Childbirth Often Welcomed Chloroform For An Anesthesia
During the mid-19th century, childbirth was not an event many women were eager to actively experience. Under desperate circumstances, physicians were often called upon to surgically rescue deliveries using brute force—to place metal forceps on the baby's head while still in the birth canal, and to strenuously pull. Even for the steeliest mothers, holding still would have been impossible. By contrast, inhaling chloroform, an early anesthetic, would instantly drop them into a "dreamlike" state, limp and silent, awakening hours later, peacefully and with little memory of what had happened.
Chloroform was widely welcomed, even garnering an endorsement from Queen Victoria herself, who called it "blessed." But the crude method of administering it—inhaling vapors from a rag—led to dangerously uneven dosing. If too little was given, the woman would remain awake and in pain. Yet if too much was given, they could permanently stop breathing. As anesthesia became commonplace, many overdosed and died.

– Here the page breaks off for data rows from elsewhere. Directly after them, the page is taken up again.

use thiserror::Error;

/// Validation failure kinds, matching the `Validation` bucket of the error
/// taxonomy: never retried, always surfaced verbatim to the caller.
#[derive(Debug, Clone, Error, PartialEq, Eq)]
pub enum ValidationError {
    #[error("entity id exceeds max length {max} (was {actual})")]
    EntityIdTooLong { max: usize, actual: usize },
    #[error("entity id {0:?} is not an absolute http(s) url")]
    EntityIdNotAbsoluteUrl(String),
    #[error("predicate {0:?} does not match [A-Za-z_$][A-Za-z0-9_$]*")]
    InvalidPredicate(String),
    #[error("transaction id {0:?} is not a 26-character Crockford base32 string")]
    InvalidTransactionId(String),
    #[error("int32 value {0} out of range")]
    Int32OutOfRange(i64),
    #[error("float64 value is not finite")]
    NonFiniteFloat,
    #[error("duration string {0:?} does not match the ISO-8601 duration grammar")]
    InvalidDuration(String),
    #[error("geo point has non-finite lat/lng")]
    NonFiniteGeoPoint,
    #[error("vector element at index {0} is not finite")]
    NonFiniteVectorElement(usize),
    #[error("unknown typed-value kind discriminant {0}")]
    UnknownKind(u8),
}

pub type ValidationResult<T> = Result<T, ValidationError>;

A solution to this problem arrived in the early 20th century. The same effects of inhaled anesthesia could be achieved with a combination of morphine and scopolamine, intravenous medications that could be carefully measured in a syringe. This new form of injectable anesthesia was alluringly marketed to pregnant women as "twilight sleep." And by the 1930s it became the default approach to childbirth in the United States.